**Required work:** Go through the lines below and copy each one that holds the string "else".

Collected data:
———
//! Dataset loader: CSV ingestion and derived columns

use anyhow::{Context, Result};
use chrono::{Datelike, NaiveDate};
use polars::prelude::*;
use std::path::Path;

/// Reference year for the age derivation (the 2012-2013 season)
pub const REFERENCE_YEAR: i32 = 2013;

/// Day-first date layouts accepted for the `birthday` column
const BIRTHDAY_FORMATS: &[&str] = &["%d.%m.%Y", "%d/%m/%Y", "%d-%m-%Y"];

/// Load the player-referee dataset from a CSV file and attach the derived
/// columns (`skin`, `skin_binary`, `red_dummy`, `age`).
///
/// `NA` and empty fields are read as missing.
pub fn load_dataset(path: &Path) -> Result<DataFrame> {
    let df = LazyCsvReader::new(path)
        .with_infer_schema_length(Some(10_000))
        .with_null_values(Some(NullValues::AllColumns(vec!["NA".into(), "".into()])))
        .finish()
        .with_context(|| format!("Failed to open CSV file: {}", path.display()))?
        .collect()
        .with_context(|| format!("Failed to load CSV file: {}", path.display()))?;

    derive_columns(df)
}

/// Attach the derived analysis columns to an already-loaded frame.
///
/// - `skin`: mean of the available rater scores (one missing rater falls
///   back to the other; both missing stays missing)
/// - `skin_binary`: 1 if `skin >= 0.5`, else 0; a missing score counts as
///   0, so the column itself is never missing
/// - `red_dummy`: 1 if `redCards > 0`, else 0, same missing convention
/// - `age`: `REFERENCE_YEAR - year(birthday)`; unparseable or missing
///   birthdays yield a missing age rather than an error
pub fn derive_columns(mut df: DataFrame) -> Result<DataFrame> {
    let rater1 = required_f64(&df, "rater1")?;
    let rater2 = required_f64(&df, "rater2")?;
    let red_cards = required_f64(&df, "redCards")?;

    let skin: Float64Chunked = rater1
        .iter()
        .zip(rater2.iter())
        .map(|(a, b)| match (a, b) {
            (Some(a), Some(b)) => Some((a + b) / 2.0),
            (Some(a), None) => Some(a),
            (None, Some(b)) => Some(b),
            (None, None) => None,
        })
        .collect();

    let skin_binary: Int32Chunked = skin
        .iter()
        .map(|s| Some(i32::from(matches!(s, Some(v) if v >= 0.5))))
        .collect();

    let red_dummy: Int32Chunked = red_cards
        .iter()
        .map(|r| Some(i32::from(matches!(r, Some(v) if v > 0.0))))
        .collect();

    let birthday = df
        .column("birthday")
        .context("required column 'birthday' missing from dataset")?
        .str()
        .context("column 'birthday' is not a string column")?
        .clone();

    let age: Int32Chunked = birthday
        .iter()
        .map(|value| {
            value
                .and_then(parse_day_first)
                .map(|date| REFERENCE_YEAR - date.year())
        })
        .collect();

    df.with_column(named_series(skin.into_series(), "skin"))?;
    df.with_column(named_series(skin_binary.into_series(), "skin_binary"))?;
    df.with_column(named_series(red_dummy.into_series(), "red_dummy"))?;
    df.with_column(named_series(age.into_series(), "age"))?;

    Ok(df)
}

/// Parse a date string with day-first conventions; `None` if no layout
/// matches.
fn parse_day_first(value: &str) -> Option<NaiveDate> {
    BIRTHDAY_FORMATS
        .iter()
        .find_map(|fmt| NaiveDate::parse_from_str(value.trim(), fmt).ok())
}

/// Fetch a required column as Float64, erroring when it is absent.
fn required_f64(df: &DataFrame, name: &str) -> Result<Float64Chunked> {
    let column = df
        .column(name)
        .with_context(|| format!("required column '{}' missing from dataset", name))?
        .cast(&DataType::Float64)
        .with_context(|| format!("column '{}' is not numeric", name))?;
    Ok(column.f64()?.clone())
}

fn named_series(mut series: Series, name: &str) -> Series {
    series.rename(name.into());
    series
}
———
**Task result:**
/// - `skin_binary`: 1 if `skin >= 0.5`, else 0; a missing score counts as
/// - `red_dummy`: 1 if `redCards > 0`, else 0, same missing convention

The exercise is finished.